On a non-technical level, Aufhauser praised Saudi authorities for moving to thwart the roles of mosques and Islamic clerics in supporting terrorism. Saudi authorities have moved to ban the collection of coins and currency in mosques, Aufhauser said.

"You may think that this is a small matter, but small collections aggregated together pose significant problems, not only in Saudi Arabia but throughout the Islamic world," Aufhauser said. "This is a real sea change. It may be difficult to police but its symbolism can not be understated."

The moderator of the panel discussion, former U.S. Ambassador to Saudi Arabia and now President of the Middle East Policy Council Chas Freeman, compared Saudi action to control the collections in mosques to a hypothetical effort by the U.S. government to monitor donations in U.S. Catholic churches in order to block the flow of funds to the Irish Republican Army.

Aufhauser also praised Saudi Arabia for beginning to hold Islamic clerics accountable for what they preach and how they use money that their congregations entrust to them. He said this has resulted in recantations by clerics who previously openly championed terror.

Nevertheless, the former general counsel said he finds some aspects of Saudi Arabia's campaign against terrorism "troubling."

He said it took Saudi authorities "too long" to act against the Al-Haramain charity, after the United States showed them evidence of the organization's activities a year earlier. He said Saudis initially responded with "lethargy and inaction."

"We took it to them because it was our strongest case to demonstrate that people who use the cover of non-governmental organizations and charities are actually underwriting terror in Indonesia, Tanzania, Kenya, Pakistan and elsewhere," Aufhauser said.

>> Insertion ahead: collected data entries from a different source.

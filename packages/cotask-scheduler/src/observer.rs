//! Status channel to an external observer.
//!
//! Messages carry a single-character tag and are fire-and-forget: an observer
//! that fails to deliver must swallow the failure.

use serde::Serialize;
use std::cell::RefCell;
use std::fmt;

#[derive(Debug, Clone, Copy, PartialEq, Eq, Hash, Serialize)]
pub enum StatusTag {
    /// Human-readable notice (`u`).
    Notice,
    /// Machine-readable state change (`S`).
    State,
}

impl StatusTag {
    pub fn as_char(self) -> char {
        match self {
            StatusTag::Notice => 'u',
            StatusTag::State => 'S',
        }
    }
}

impl fmt::Display for StatusTag {
    fn fmt(&self, f: &mut fmt::Formatter<'_>) -> fmt::Result {
        write!(f, "{}", self.as_char())
    }
}

pub trait Observer {
    fn command(&self, tag: StatusTag, message: &str);
}

/// Forwards status messages to `tracing`.
#[derive(Debug, Default, Clone, Copy)]
pub struct TracingObserver;

impl Observer for TracingObserver {
    fn command(&self, tag: StatusTag, message: &str) {
        tracing::info!(target: "cotask::observer", %tag, "{message}");
    }
}

/// Keeps every message in memory.
#[derive(Debug, Default)]
pub struct RecordingObserver {
    messages: RefCell<Vec<(StatusTag, String)>>,
}

impl RecordingObserver {
    pub fn new() -> Self {
        Self::default()
    }

    pub fn messages(&self) -> Vec<(StatusTag, String)> {
        self.messages.borrow().clone()
    }

    /// Messages sent with `tag`, in order.
    pub fn tagged(&self, tag: StatusTag) -> Vec<String> {
        self.messages
            .borrow()
            .iter()
            .filter(|(sent, _)| *sent == tag)
            .map(|(_, message)| message.clone())
            .collect()
    }

    pub fn clear(&self) {
        self.messages.borrow_mut().clear();
    }
}

impl Observer for RecordingObserver {
    fn command(&self, tag: StatusTag, message: &str) {
        self.messages.borrow_mut().push((tag, message.to_string()));
    }
}
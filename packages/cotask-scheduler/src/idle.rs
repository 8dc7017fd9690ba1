use crate::queue::TaskQueue;
use crate::task::{Step, Task, TaskId};
use std::cell::{Cell, RefCell};

pub type IdleFn = Box<dyn FnMut(&TaskQueue) -> Step>;

/// Runs a user step function every pass until it returns [`Step::Done`] or
/// the task is interrupted.
pub struct IdleTask {
    alive: Cell<bool>,
    user_step: RefCell<IdleFn>,
}

impl IdleTask {
    pub(crate) fn new(user_step: IdleFn) -> Self {
        Self {
            alive: Cell::new(true),
            user_step: RefCell::new(user_step),
        }
    }

    pub(crate) fn step(&self, queue: &TaskQueue) -> Step {
        if !self.alive.get() {
            return Step::Done;
        }
        (self.user_step.borrow_mut())(queue)
    }

    /// Takes effect on the next pass.
    pub(crate) fn interrupt(&self) {
        self.alive.set(false);
    }
}

impl TaskQueue {
    pub fn start_idle<F>(&self, user_step: F) -> TaskId
    where
        F: FnMut(&TaskQueue) -> Step + 'static,
    {
        self.push_task(Task::Idle(IdleTask::new(Box::new(user_step))))
    }
}
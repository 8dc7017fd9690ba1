use anyhow::{Context, Result};
use clap::Args;
use cotask_scheduler::SchedulerConfig;
use cotask_vm::VmConfig;
use serde::{Deserialize, Serialize};
use std::path::{Path, PathBuf};

/// Contents of the optional JSON config file.
#[derive(Debug, Clone, Default, PartialEq, Serialize, Deserialize)]
#[serde(default)]
pub struct Settings {
    pub scheduler: SchedulerConfig,
    pub vm: VmConfig,
}

#[derive(Debug, Clone, Default, Args)]
pub struct Overrides {
    /// JSON file with `scheduler` and `vm` sections
    #[arg(long)]
    pub config: Option<PathBuf>,
    /// Instructions between cancellation checks in an interrupted script
    #[arg(long)]
    pub hook_interval: Option<u32>,
    /// Memory budget of the script engine, in bytes
    #[arg(long)]
    pub memory_limit: Option<usize>,
    /// Chunk name used in error messages
    #[arg(long)]
    pub chunk_name: Option<String>,
}

impl Settings {
    pub fn from_json(text: &str) -> Result<Self> {
        Ok(serde_json::from_str(text)?)
    }

    pub fn load(path: &Path) -> Result<Self> {
        let text = std::fs::read_to_string(path)
            .with_context(|| format!("reading config {}", path.display()))?;
        Self::from_json(&text).with_context(|| format!("parsing config {}", path.display()))
    }

    pub fn resolve(overrides: &Overrides) -> Result<Self> {
        let mut settings = match &overrides.config {
            Some(path) => Self::load(path)?,
            None => Self::default(),
        };
        settings.apply(overrides);
        Ok(settings)
    }

    pub fn apply(&mut self, overrides: &Overrides) {
        if let Some(interval) = overrides.hook_interval {
            self.scheduler.hook_interval = interval;
        }
        if let Some(limit) = overrides.memory_limit {
            self.vm.memory_limit = limit;
        }
        if let Some(name) = &overrides.chunk_name {
            self.scheduler.chunk_name = name.clone();
        }
    }
}
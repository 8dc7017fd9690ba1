#![allow(dead_code)]

use cotask_scheduler::{
    CallError, DebugHook, ErrorContext, FrameInfo, HookInfo, LoadError, ManualClock,
    MessageHandler, RecordingObserver, RegistryKey, ScriptEngine, SchedulerConfig, TaskQueue,
};
use std::cell::{Cell, RefCell};
use std::rc::Rc;

pub struct Harness {
    pub queue: TaskQueue,
    pub clock: Rc<ManualClock>,
    pub observer: Rc<RecordingObserver>,
}

pub fn harness() -> Harness {
    harness_with(SchedulerConfig::default())
}

pub fn harness_with(config: SchedulerConfig) -> Harness {
    let clock = Rc::new(ManualClock::new(0));
    let observer = Rc::new(RecordingObserver::new());
    let queue = TaskQueue::builder()
        .config(config)
        .clock(clock.clone())
        .observer(observer.clone())
        .build();
    Harness {
        queue,
        clock,
        observer,
    }
}

/// What a mock chunk does when called.
#[derive(Debug, Clone, PartialEq)]
pub enum Body {
    Steps(u64),
    Forever,
    /// Recurses this many levels, then spins forever.
    Nested(usize),
    Raise(String),
    OutOfMemory,
    Status(i32),
}

fn parse_body(source: &str) -> Result<Body, LoadError> {
    let mut words = source.trim().splitn(2, ' ');
    let op = words.next().unwrap_or_default();
    let arg = words.next().unwrap_or_default();
    match op {
        "steps" => arg
            .parse()
            .map(Body::Steps)
            .map_err(|_| LoadError::Syntax(format!("bad step count '{arg}'"))),
        "forever" => Ok(Body::Forever),
        "nested" => arg
            .parse()
            .map(Body::Nested)
            .map_err(|_| LoadError::Syntax(format!("bad depth '{arg}'"))),
        "raise" => Ok(Body::Raise(arg.to_string())),
        "oom" => Ok(Body::OutOfMemory),
        "status" => arg
            .parse()
            .map(Body::Status)
            .map_err(|_| LoadError::Syntax(format!("bad status '{arg}'"))),
        "huge" => Err(LoadError::Memory("chunk too large".to_string())),
        "weird" => Err(LoadError::Other {
            code: 7,
            message: "unsupported chunk".to_string(),
        }),
        other => Err(LoadError::Syntax(format!("unexpected '{other}'"))),
    }
}

type Trigger = (u64, Box<dyn Fn()>);

/// Engine double that "executes" instructions by counting them.
#[derive(Default)]
pub struct MockEngine {
    stack: RefCell<Vec<Body>>,
    registry: RefCell<Vec<Option<Body>>>,
    hook: RefCell<Option<(DebugHook, u32)>>,
    countdown: Cell<u32>,
    executed: Cell<u64>,
    trigger: RefCell<Option<Trigger>>,
}

impl MockEngine {
    pub fn new() -> Rc<Self> {
        Rc::new(Self::default())
    }

    pub fn executed(&self) -> u64 {
        self.executed.get()
    }

    pub fn live_refs(&self) -> usize {
        self.registry.borrow().iter().flatten().count()
    }

    pub fn has_hook(&self) -> bool {
        self.hook.borrow().is_some()
    }

    /// Runs `action` right before instruction number `at` executes.
    pub fn at_instruction(&self, at: u64, action: impl Fn() + 'static) {
        *self.trigger.borrow_mut() = Some((at, Box::new(action)));
    }

    pub fn register(&self, source: &str) -> RegistryKey {
        self.load(source.as_bytes(), "mock").expect("mock source");
        self.reference().expect("loaded chunk")
    }

    fn tick(&self, depth: usize) {
        let executed = self.executed.get() + 1;
        self.executed.set(executed);

        let trigger = {
            let mut slot = self.trigger.borrow_mut();
            if matches!(&*slot, Some((at, _)) if *at == executed) {
                slot.take()
            } else {
                None
            }
        };
        if let Some((_, action)) = trigger {
            action();
        }

        let hook = match &*self.hook.borrow() {
            Some((hook, every)) => {
                let left = self.countdown.get().saturating_sub(1);
                if left == 0 {
                    self.countdown.set(*every);
                    Some(hook.clone())
                } else {
                    self.countdown.set(left);
                    None
                }
            }
            None => None,
        };
        if let Some(hook) = hook {
            hook(&HookInfo {
                instructions: executed,
                depth,
            });
        }
    }

    fn run(&self, body: &Body, depth: usize, handler: MessageHandler<'_>) -> Result<(), CallError> {
        match body {
            Body::Steps(count) => {
                for _ in 0..*count {
                    self.tick(depth);
                }
                Ok(())
            }
            Body::Forever => loop {
                self.tick(depth);
            },
            Body::Nested(0) => self.run(&Body::Forever, depth, handler),
            Body::Nested(levels) => {
                self.tick(depth);
                self.run(&Body::Nested(levels - 1), depth + 1, handler)
            }
            Body::Raise(message) => {
                self.tick(depth);
                let frames: Vec<FrameInfo> = (1..=depth)
                    .map(|level| FrameInfo {
                        chunk: "mock".to_string(),
                        function: if level == 1 {
                            String::new()
                        } else {
                            format!("level{level}")
                        },
                        line: level,
                    })
                    .collect();
                Err(CallError::Runtime {
                    message: handler(&ErrorContext {
                        message,
                        frames: &frames,
                    }),
                })
            }
            Body::OutOfMemory => Err(CallError::Memory),
            Body::Status(code) => Err(CallError::Other { code: *code }),
        }
    }
}

impl ScriptEngine for MockEngine {
    fn load(&self, source: &[u8], _chunk_name: &str) -> Result<(), LoadError> {
        let text = std::str::from_utf8(source)
            .map_err(|err| LoadError::Syntax(err.to_string()))?;
        let body = parse_body(text)?;
        self.stack.borrow_mut().push(body);
        Ok(())
    }

    fn reference(&self) -> Option<RegistryKey> {
        let body = self.stack.borrow_mut().pop()?;
        let mut registry = self.registry.borrow_mut();
        registry.push(Some(body));
        Some(RegistryKey::new(registry.len() - 1))
    }

    fn unreference(&self, key: RegistryKey) {
        if let Some(slot) = self.registry.borrow_mut().get_mut(key.index()) {
            *slot = None;
        }
    }

    fn call_protected(
        &self,
        key: RegistryKey,
        handler: MessageHandler<'_>,
    ) -> Result<(), CallError> {
        let body = self.registry.borrow().get(key.index()).cloned().flatten();
        let Some(body) = body else {
            return Err(CallError::Other { code: -1 });
        };
        // The callee sits on the stack for the duration of the call.
        self.stack.borrow_mut().push(body.clone());
        let result = self.run(&body, 1, handler);
        self.stack.borrow_mut().pop();
        result
    }

    fn set_hook(&self, hook: DebugHook, every: u32) {
        self.countdown.set(every);
        *self.hook.borrow_mut() = Some((hook, every));
    }

    fn clear_hook(&self) {
        *self.hook.borrow_mut() = None;
    }

    fn top(&self) -> usize {
        self.stack.borrow().len()
    }

    fn set_top(&self, top: usize) {
        self.stack.borrow_mut().truncate(top);
    }
}
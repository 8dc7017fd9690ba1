//! Interrupt-all and the quiescence barrier.
//!
//! [`TaskQueue::interrupt_all`] arms cancellation on every queued task and then
//! appends a watcher. The watcher polls the queue once per pass and runs its
//! callback exactly once, on the first pass where nothing but watchers is
//! left. The loop is never blocked while waiting.

use crate::error::SchedulerError;
use crate::queue::TaskQueue;
use crate::task::{Step, Task, TaskId};
use std::cell::RefCell;

pub type QuiescentFn = Box<dyn FnOnce(&TaskQueue)>;

pub struct QuiescenceWatcher {
    on_quiescent: RefCell<Option<QuiescentFn>>,
}

impl QuiescenceWatcher {
    pub(crate) fn new(on_quiescent: QuiescentFn) -> Self {
        Self {
            on_quiescent: RefCell::new(Some(on_quiescent)),
        }
    }

    pub(crate) fn step(&self, queue: &TaskQueue) -> Step {
        tracing::debug!("Interrupting ({} tasks remaining)...", queue.count());
        if !queue.only_watchers_remain() {
            return Step::Continue;
        }
        let callback = self.on_quiescent.borrow_mut().take();
        if let Some(callback) = callback {
            tracing::info!("queue quiescent");
            callback(queue);
        }
        Step::Done
    }
}

impl TaskQueue {
    /// Arms cancellation on every queued task, then pushes a watcher that calls
    /// `on_quiescent` once all other tasks have left the queue.
    ///
    /// Nothing is stopped synchronously: idle tasks and timers finish on their
    /// next step, scripted tasks at the engine's next hook interval.
    pub fn interrupt_all<F>(&self, on_quiescent: F) -> TaskId
    where
        F: FnOnce(&TaskQueue) + 'static,
    {
        let mut delivered = 0u64;
        for id in self.id_snapshot() {
            let Some(task) = self.get(id) else {
                continue;
            };
            if task.interrupt(self) {
                delivered += 1;
            }
        }
        self.update_stats(|stats| stats.interrupts += delivered);
        tracing::info!(delivered, "interrupt requested for all tasks");

        self.push_task(Task::Watcher(QuiescenceWatcher::new(Box::new(on_quiescent))))
    }

    /// Arms cancellation on a single task.
    pub fn interrupt(&self, id: TaskId) -> Result<(), SchedulerError> {
        let task = self.get(id).ok_or(SchedulerError::UnknownTask(id))?;
        if task.interrupt(self) {
            self.update_stats(|stats| stats.interrupts += 1);
            tracing::debug!(?id, "interrupt delivered");
        }
        Ok(())
    }
}
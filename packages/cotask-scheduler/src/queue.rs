use crate::clock::{Clock, MonotonicClock};
use crate::config::SchedulerConfig;
use crate::error::SchedulerError;
use crate::observer::{Observer, StatusTag, TracingObserver};
use crate::task::{Task, TaskId, TaskKind};
use serde::Serialize;
use slotmap::{SecondaryMap, SlotMap};
use smallvec::SmallVec;
use std::cell::{Cell, RefCell};
use std::rc::{Rc, Weak};

/// Counters kept per queue for diagnostics.
#[derive(Debug, Default, Clone, Copy, PartialEq, Eq, Serialize)]
pub struct SchedulerStats {
    pub passes: u64,
    pub steps: u64,
    pub completed: u64,
    pub interrupts: u64,
}

/// Insertion-ordered set of tasks.
///
/// Since the scheduler is single-threaded, the queue is a cheap `Rc` handle
/// over `RefCell` storage; clones refer to the same queue. Task records live
/// in a slot map so removed tasks cannot be reached through stale ids.
#[derive(Clone)]
pub struct TaskQueue {
    pub(crate) inner: Rc<QueueInner>,
}

/// Non-owning queue handle, used by engine hooks.
#[derive(Clone)]
pub struct WeakQueue(Weak<QueueInner>);

impl WeakQueue {
    pub fn upgrade(&self) -> Option<TaskQueue> {
        self.0.upgrade().map(|inner| TaskQueue { inner })
    }
}

pub(crate) struct QueueInner {
    tasks: RefCell<SlotMap<TaskId, Rc<Task>>>,
    order: RefCell<Vec<TaskId>>,
    pub(crate) current: Cell<Option<TaskId>>,
    pub(crate) stop: Cell<bool>,
    pub(crate) stats: Cell<SchedulerStats>,
    config: SchedulerConfig,
    clock: Rc<dyn Clock>,
    observer: Rc<dyn Observer>,
}

pub struct QueueBuilder {
    config: SchedulerConfig,
    clock: Option<Rc<dyn Clock>>,
    observer: Option<Rc<dyn Observer>>,
}

impl QueueBuilder {
    pub fn config(mut self, config: SchedulerConfig) -> Self {
        self.config = config;
        self
    }

    pub fn clock(mut self, clock: Rc<dyn Clock>) -> Self {
        self.clock = Some(clock);
        self
    }

    pub fn observer(mut self, observer: Rc<dyn Observer>) -> Self {
        self.observer = Some(observer);
        self
    }

    pub fn build(self) -> TaskQueue {
        let clock = self
            .clock
            .unwrap_or_else(|| Rc::new(MonotonicClock::new()));
        let observer = self.observer.unwrap_or_else(|| Rc::new(TracingObserver));
        TaskQueue::new(self.config, clock, observer)
    }
}

impl TaskQueue {
    pub fn new(config: SchedulerConfig, clock: Rc<dyn Clock>, observer: Rc<dyn Observer>) -> Self {
        Self {
            inner: Rc::new(QueueInner {
                tasks: RefCell::new(SlotMap::with_key()),
                order: RefCell::new(Vec::new()),
                current: Cell::new(None),
                stop: Cell::new(false),
                stats: Cell::new(SchedulerStats::default()),
                config,
                clock,
                observer,
            }),
        }
    }

    /// Queue with the default configuration, the monotonic clock and the
    /// tracing observer.
    pub fn new_default() -> Self {
        Self::builder().build()
    }

    pub fn builder() -> QueueBuilder {
        QueueBuilder {
            config: SchedulerConfig::default(),
            clock: None,
            observer: None,
        }
    }

    pub(crate) fn push_task(&self, task: Task) -> TaskId {
        let kind = task.kind();
        let id = self.inner.tasks.borrow_mut().insert(Rc::new(task));
        self.inner.order.borrow_mut().push(id);
        tracing::trace!(?id, ?kind, "task pushed");
        id
    }

    /// Unlinks a task. The record is dropped once the caller's step (if any)
    /// has released it.
    pub fn remove(&self, id: TaskId) -> Result<(), SchedulerError> {
        let removed = self
            .inner
            .tasks
            .borrow_mut()
            .remove(id)
            .ok_or(SchedulerError::UnknownTask(id))?;
        self.inner.order.borrow_mut().retain(|&queued| queued != id);
        tracing::trace!(?id, kind = ?removed.kind(), "task removed");
        // Dropped after both borrows end: user closures may touch the queue.
        drop(removed);
        Ok(())
    }

    pub fn count(&self) -> usize {
        self.inner.order.borrow().len()
    }

    pub fn is_empty(&self) -> bool {
        self.inner.order.borrow().is_empty()
    }

    pub fn contains(&self, id: TaskId) -> bool {
        self.inner.tasks.borrow().contains_key(id)
    }

    /// Task ids in queue order.
    pub fn ids(&self) -> Vec<TaskId> {
        self.inner.order.borrow().clone()
    }

    pub fn kind_of(&self, id: TaskId) -> Option<TaskKind> {
        self.inner.tasks.borrow().get(id).map(|task| task.kind())
    }

    /// The task whose step is executing right now. Only set while the loop is
    /// inside a step call; never cache it across calls.
    pub fn current(&self) -> Option<TaskId> {
        self.inner.current.get()
    }

    pub fn stats(&self) -> SchedulerStats {
        self.inner.stats.get()
    }

    pub fn config(&self) -> &SchedulerConfig {
        &self.inner.config
    }

    pub fn now_ms(&self) -> u64 {
        self.inner.clock.now_ms()
    }

    /// Sends a status message to the observer channel. Best effort.
    pub fn notify(&self, tag: StatusTag, message: &str) {
        self.inner.observer.command(tag, message);
    }

    pub fn downgrade(&self) -> WeakQueue {
        WeakQueue(Rc::downgrade(&self.inner))
    }

    pub(crate) fn get(&self, id: TaskId) -> Option<Rc<Task>> {
        self.inner.tasks.borrow().get(id).cloned()
    }

    pub(crate) fn first(&self) -> Option<TaskId> {
        self.inner.order.borrow().first().copied()
    }

    pub(crate) fn next_after(&self, id: TaskId) -> Option<TaskId> {
        let order = self.inner.order.borrow();
        let position = order.iter().position(|&queued| queued == id)?;
        order.get(position + 1).copied()
    }

    /// Queue order copied without a heap allocation for small queues.
    pub(crate) fn id_snapshot(&self) -> SmallVec<[TaskId; 16]> {
        self.inner.order.borrow().iter().copied().collect()
    }

    /// First queued task not yet stepped in the current pass.
    pub(crate) fn first_unvisited(&self, visited: &SecondaryMap<TaskId, ()>) -> Option<TaskId> {
        self.inner
            .order
            .borrow()
            .iter()
            .copied()
            .find(|&queued| !visited.contains_key(queued))
    }

    pub(crate) fn is_cancel_armed(&self, id: TaskId) -> bool {
        self.get(id).is_some_and(|task| task.is_cancel_armed())
    }

    /// True when every queued task is a quiescence watcher.
    pub(crate) fn only_watchers_remain(&self) -> bool {
        self.inner
            .tasks
            .borrow()
            .values()
            .all(|task| task.kind() == TaskKind::Watcher)
    }

    pub(crate) fn update_stats(&self, update: impl FnOnce(&mut SchedulerStats)) {
        let mut stats = self.inner.stats.get();
        update(&mut stats);
        self.inner.stats.set(stats);
    }
}

impl Default for TaskQueue {
    fn default() -> Self {
        Self::new_default()
    }
}

impl std::fmt::Debug for TaskQueue {
    fn fmt(&self, f: &mut std::fmt::Formatter<'_>) -> std::fmt::Result {
        f.debug_struct("TaskQueue")
            .field("tasks", &self.ids())
            .field("current", &self.current())
            .field("stats", &self.stats())
            .finish()
    }
}
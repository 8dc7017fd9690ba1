//! Scripted-execution tasks.
//!
//! A scripted task makes exactly one protected call into a [`ScriptEngine`]
//! and is always removed afterwards. Interrupting it installs a debug hook;
//! when the hook fires inside the running script it unwinds with a
//! [`Cancelled`] payload, which only the step that owns the call catches.

use crate::engine::{
    CallError, DebugHook, ErrorContext, HookInfo, LoadError, RegistryKey, ScriptEngine,
};
use crate::observer::StatusTag;
use crate::queue::TaskQueue;
use crate::task::{Step, Task, TaskId};
use std::cell::Cell;
use std::panic::{self, AssertUnwindSafe};
use std::rc::Rc;

/// Unwind payload carrying a cancellation from a debug hook back to the
/// scripted step that is executing. Engines that catch unwinds themselves
/// must re-raise it untouched.
#[derive(Debug, Clone, Copy, PartialEq, Eq)]
pub struct Cancelled {
    pub task: TaskId,
}

pub struct ScriptTask {
    engine: Rc<dyn ScriptEngine>,
    key: RegistryKey,
    unref_on_exit: bool,
    armed: Cell<bool>,
    ran: Cell<bool>,
}

impl ScriptTask {
    pub(crate) fn new(
        engine: Rc<dyn ScriptEngine>,
        key: RegistryKey,
        unref_on_exit: bool,
    ) -> Self {
        Self {
            engine,
            key,
            unref_on_exit,
            armed: Cell::new(false),
            ran: Cell::new(false),
        }
    }

    pub(crate) fn step(&self, queue: &TaskQueue, id: TaskId) -> Step {
        self.ran.set(true);
        let engine = &*self.engine;
        let base = engine.top();

        if self.armed.get() {
            // Interrupted before the call started; another script may have
            // cleared the engine's hook since.
            self.install_hook(queue);
        }

        let outcome = panic::catch_unwind(AssertUnwindSafe(|| {
            engine.call_protected(self.key, &traceback)
        }));
        let result = match outcome {
            Ok(result) => result,
            Err(payload) => match payload.downcast::<Cancelled>() {
                Ok(cancelled) if cancelled.task == id => {
                    tracing::debug!(?id, "script cancelled");
                    Ok(())
                }
                Ok(cancelled) => panic::resume_unwind(cancelled),
                Err(payload) => panic::resume_unwind(payload),
            },
        };

        if let Err(err) = result {
            report_call_error(queue, &err);
        }

        engine.set_top(base);
        if self.armed.get() {
            engine.clear_hook();
        }
        if self.unref_on_exit {
            engine.unreference(self.key);
        }
        Step::Done
    }

    pub(crate) fn interrupt(&self, queue: &TaskQueue) {
        self.armed.set(true);
        self.install_hook(queue);
    }

    pub(crate) fn is_armed(&self) -> bool {
        self.armed.get()
    }

    fn install_hook(&self, queue: &TaskQueue) {
        let weak = queue.downgrade();
        let hook: DebugHook = Rc::new(move |info: &HookInfo| {
            let Some(queue) = weak.upgrade() else {
                return;
            };
            let Some(task) = queue.current() else {
                return;
            };
            if queue.is_cancel_armed(task) {
                tracing::trace!(?task, depth = info.depth, "cancellation hook fired");
                panic::resume_unwind(Box::new(Cancelled { task }));
            }
        });
        self.engine.set_hook(hook, queue.config().hook_interval.max(1));
    }
}

impl Drop for ScriptTask {
    /// Releases what the step would have released when the task is removed
    /// before it ever ran.
    fn drop(&mut self) {
        if self.ran.get() {
            return;
        }
        if self.armed.get() {
            self.engine.clear_hook();
        }
        if self.unref_on_exit {
            self.engine.unreference(self.key);
        }
    }
}

/// Message handler installed beneath every scripted call: the error message
/// followed by the raising call stack, innermost frame first.
pub fn traceback(context: &ErrorContext<'_>) -> String {
    let mut message = String::from(context.message);
    if context.frames.is_empty() {
        return message;
    }
    message.push_str("\nstack traceback:");
    for frame in context.frames.iter().rev() {
        message.push_str("\n\t");
        message.push_str(&frame.to_string());
    }
    message
}

fn report_call_error(queue: &TaskQueue, err: &CallError) {
    tracing::warn!(code = err.code(), "script failed: {err}");
    let notice = match err {
        CallError::Memory => "ERROR: Not enough memory to execute code.".to_string(),
        CallError::Runtime { message } => format!("ERROR: Thrown from code: {message}"),
        CallError::Other { code } => format!("ERROR: Could not run code: {code}"),
    };
    queue.notify(StatusTag::Notice, &notice);
}

fn report_load_error(queue: &TaskQueue, err: &LoadError) {
    tracing::warn!(code = err.code(), "script rejected: {err}");
    let notice = match err {
        LoadError::Memory(message) => format!("ERROR: Not enough memory to load code: {message}"),
        LoadError::Syntax(message) => format!("ERROR: Syntax error: {message}"),
        LoadError::Other { code, message } => {
            format!("ERROR: Could not load code (error #{code}): {message}")
        }
    };
    queue.notify(StatusTag::Notice, &notice);
}

impl TaskQueue {
    /// Schedules one protected call of the callable registered under `key`.
    pub fn start_script(
        &self,
        engine: Rc<dyn ScriptEngine>,
        key: RegistryKey,
        unref_on_exit: bool,
    ) -> TaskId {
        self.push_task(Task::Script(ScriptTask::new(engine, key, unref_on_exit)))
    }

    /// Compiles `source` and schedules it. The buffer is consumed whatever
    /// the outcome; on failure the error is reported and nothing is queued.
    pub fn parse_and_start<B>(
        &self,
        engine: Rc<dyn ScriptEngine>,
        source: B,
    ) -> Result<TaskId, LoadError>
    where
        B: AsRef<[u8]>,
    {
        let loaded = engine.load(source.as_ref(), &self.config().chunk_name);
        drop(source);

        if let Err(err) = loaded {
            report_load_error(self, &err);
            return Err(err);
        }
        let Some(key) = engine.reference() else {
            let err = LoadError::Other {
                code: -1,
                message: "engine produced no callable".to_string(),
            };
            report_load_error(self, &err);
            return Err(err);
        };

        self.notify(StatusTag::Notice, "Running script...");
        self.notify(StatusTag::State, "1");
        Ok(self.start_script(engine, key, true))
    }
}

Aufhauser said he also found it "troubling" that Saudi Arabia asserted that it had no control over the foreign offices of Al-Haramain.

"Now, think for a minute. Al-Haramain is established by the Saudi royal family. It strikes me that there is too much abdication of actual power and responsibility when you say you do not have the ability to actually close down these offices abroad and the best you can do is to freeze what assets they have within the jurisdiction and to prohibit further contributions," he said.

With regard to the "core issue" of personal responsibility, Aufhauser also faulted Saudi steps as insufficient.

"None are sufficient unless you get at the core issue of personal responsibility. In the two and a half years I spent on this matter, I can not remember a single Saudi who was held accountable for being a donor to terrorist financing. Until we get to the donors, the exercise is a fool's errand," he said.

The formation of the U.S.-Saudi joint task force holds promise that the issue of personal responsibility will be addressed, Aufhauser said.